Nat Commun. 2020 May 11;11(1):2339. doi: 10.1038/s41467-020-15829-1.
Electron-electron interactions play a critical role in many condensed matter phenomena, and it is tempting to find a way to control them by changing the interactions' strength. One possible approach is to place a studied system in proximity of a metal, which induces additional screening and hence suppresses electron interactions. Here, using devices with atomically-thin gate dielectrics and atomically-flat metallic gates, we measure the electron-electron scattering length in graphene and report qualitative deviations from the standard behavior. The changes induced by screening become important only at gate dielectric thicknesses of a few nm, much smaller than a typical separation between electrons. Our theoretical analysis agrees well with the scattering rates extracted from measurements of electron viscosity in monolayer graphene and of umklapp electron-electron scattering in graphene superlattices. The results provide a guidance for future attempts to achieve proximity screening of many-body phenomena in two-dimensional systems.
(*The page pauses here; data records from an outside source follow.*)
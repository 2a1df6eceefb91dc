//! Per-crawl visited-URL tracking
//!
//! Each crawl invocation owns exactly one `VisitSet`; it is never shared
//! across crawls. A URL sitting in the frontier is implicitly pending — it
//! enters this set the moment it is claimed for fetching, which is what makes
//! the check-and-mark atomic under the context lock.

use std::collections::HashMap;
use std::fmt;

/// State of a URL that has been claimed for fetching
#[derive(Debug, Clone, Copy, PartialEq, Eq, Hash)]
pub enum PageState {
    /// Claimed by a worker; fetch in flight
    Fetching,

    /// Fetched and run through the contact extractor
    Extracted,

    /// Fetch failed; branch pruned
    FetchFailed,
}

impl PageState {
    /// Returns true if this is a terminal state (never retried)
    pub fn is_terminal(&self) -> bool {
        !matches!(self, Self::Fetching)
    }

    pub fn as_str(&self) -> &'static str {
        match self {
            Self::Fetching => "fetching",
            Self::Extracted => "extracted",
            Self::FetchFailed => "fetch_failed",
        }
    }
}

impl fmt::Display for PageState {
    fn fmt(&self, f: &mut fmt::Formatter<'_>) -> fmt::Result {
        write!(f, "{}", self.as_str())
    }
}

/// Set of absolute URLs already claimed during one crawl run
///
/// Equality is exact string equality on the absolute URL; the resolver is the
/// only normalization applied.
#[derive(Debug, Default)]
pub struct VisitSet {
    pages: HashMap<String, PageState>,
}

impl VisitSet {
    pub fn new() -> Self {
        Self::default()
    }

    /// Claims a URL for fetching
    ///
    /// Returns `true` and records the URL as `Fetching` if it was not already
    /// present; returns `false` if any state is already recorded, in which
    /// case the caller must not fetch it again.
    pub fn visit(&mut self, url: &str) -> bool {
        if self.pages.contains_key(url) {
            return false;
        }
        self.pages.insert(url.to_string(), PageState::Fetching);
        true
    }

    /// Moves a claimed URL into a terminal state
    ///
    /// Only `Fetching → Extracted` and `Fetching → FetchFailed` are legal;
    /// anything else indicates a coordinator bug and is logged, not applied.
    pub fn complete(&mut self, url: &str, outcome: PageState) {
        if !outcome.is_terminal() {
            tracing::warn!("Refusing non-terminal completion {} for {}", outcome, url);
            return;
        }
        match self.pages.get_mut(url) {
            Some(state) if *state == PageState::Fetching => *state = outcome,
            Some(state) => {
                tracing::warn!("Invalid state transition {} -> {} for {}", state, outcome, url);
            }
            None => {
                tracing::warn!("Completion for unclaimed URL {}", url);
            }
        }
    }

    /// Current state of a URL, if it has been claimed
    pub fn state(&self, url: &str) -> Option<PageState> {
        self.pages.get(url).copied()
    }

    /// Number of URLs claimed so far
    pub fn len(&self) -> usize {
        self.pages.len()
    }

    pub fn is_empty(&self) -> bool {
        self.pages.is_empty()
    }
}
//! HTTP handlers for the leadsift service
//!
//! The endpoint set mirrors what callers of the crawler need: trigger a
//! crawl, submit records for export, retrieve an exported file. Handlers own
//! no crawl state; every `/scrape` request runs with its own crawl context.

use std::sync::Arc;

use axum::{
    extract::{Path, Query, State},
    http::{header, StatusCode},
    response::{IntoResponse, Json, Response},
};
use serde::Deserialize;
use tracing::warn;

use crate::crawler::CrawlResult;
use crate::export::ExportStore;
use crate::server::AppState;
use crate::{ExportError, LeadsiftError};

#[derive(Deserialize)]
pub struct ScrapeParams {
    #[serde(rename = "targetUrl")]
    pub target_url: String,
    pub depth: u32,
}

#[derive(Deserialize)]
pub struct AppendParams {
    #[serde(rename = "fileId")]
    pub file_id: Option<String>,
}

/// `GET /scrape?targetUrl=...&depth=N` — crawl and return the aggregate record
pub async fn scrape(
    State(state): State<Arc<AppState>>,
    Query(params): Query<ScrapeParams>,
) -> Response {
    match state.crawler.crawl(&params.target_url, params.depth).await {
        Ok(result) => (StatusCode::OK, Json(result)).into_response(),
        Err(e) => {
            let status = match &e {
                LeadsiftError::InvalidSeed { .. } | LeadsiftError::DepthLimit { .. } => {
                    StatusCode::BAD_REQUEST
                }
                LeadsiftError::SeedFetch { .. } => StatusCode::BAD_GATEWAY,
                _ => StatusCode::INTERNAL_SERVER_ERROR,
            };
            warn!(error = %e, "Scrape request failed");
            (status, Json(serde_json::json!({ "error": e.to_string() }))).into_response()
        }
    }
}

/// `POST /csv` — write one record as a fresh comma-delimited export
pub async fn create_csv(
    State(state): State<Arc<AppState>>,
    Json(record): Json<CrawlResult>,
) -> Response {
    match state.store.create_csv(&record) {
        Ok(file_id) => {
            (StatusCode::OK, Json(serde_json::json!({ "fileId": file_id }))).into_response()
        }
        Err(e) => export_error_response(e),
    }
}

/// `POST /add-csv[?fileId=...]` — append a batch as a semicolon-delimited block
pub async fn append_csv(
    State(state): State<Arc<AppState>>,
    Query(params): Query<AppendParams>,
    Json(records): Json<Vec<CrawlResult>>,
) -> Response {
    match state
        .store
        .append_records(&records, params.file_id.as_deref())
    {
        Ok(file_id) => {
            (StatusCode::OK, Json(serde_json::json!({ "fileId": file_id }))).into_response()
        }
        Err(e) => export_error_response(e),
    }
}

/// `GET /download/{file_id}` — return a stored export as an attachment
pub async fn download(
    State(state): State<Arc<AppState>>,
    Path(file_id): Path<String>,
) -> Response {
    match state.store.read(&file_id) {
        Ok(content) => {
            let disposition = format!(
                "attachment; filename=\"{}\"",
                ExportStore::file_name(&file_id)
            );
            (
                StatusCode::OK,
                [
                    (header::CONTENT_TYPE, "text/csv; charset=utf-8".to_string()),
                    (header::CONTENT_DISPOSITION, disposition),
                ],
                content,
            )
                .into_response()
        }
        Err(e) => export_error_response(e),
    }
}

fn export_error_response(e: ExportError) -> Response {
    let status = match &e {
        ExportError::FileNotFound(_) => StatusCode::NOT_FOUND,
        ExportError::InvalidFileId(_) => StatusCode::BAD_REQUEST,
        _ => {
            warn!(error = %e, "Export operation failed");
            StatusCode::INTERNAL_SERVER_ERROR
        }
    };
    (status, Json(serde_json::json!({ "error": e.to_string() }))).into_response()
}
电子-电子相互作用在许多凝聚态物质现象中起着关键作用,因此人们很想找到一种通过改变相互作用强度来控制它们的方法。一种可能的方法是将研究的系统置于金属附近,这会引发额外的屏蔽,从而抑制电子相互作用。在此,我们使用具有原子级薄栅极电介质和原子级平整金属栅极的器件,测量了石墨烯中的电子-电子散射长度,并报告了与标准行为的定性偏差。由屏蔽引起的变化仅在几纳米的栅极电介质厚度时才变得重要,这比电子之间的典型间距小得多。我们的理论分析与从单层石墨烯中电子黏度测量以及石墨烯超晶格中倒逆电子-电子散射测量所提取的散射率非常吻合。这些结果为未来在二维系统中实现多体现象的近邻屏蔽尝试提供了指导。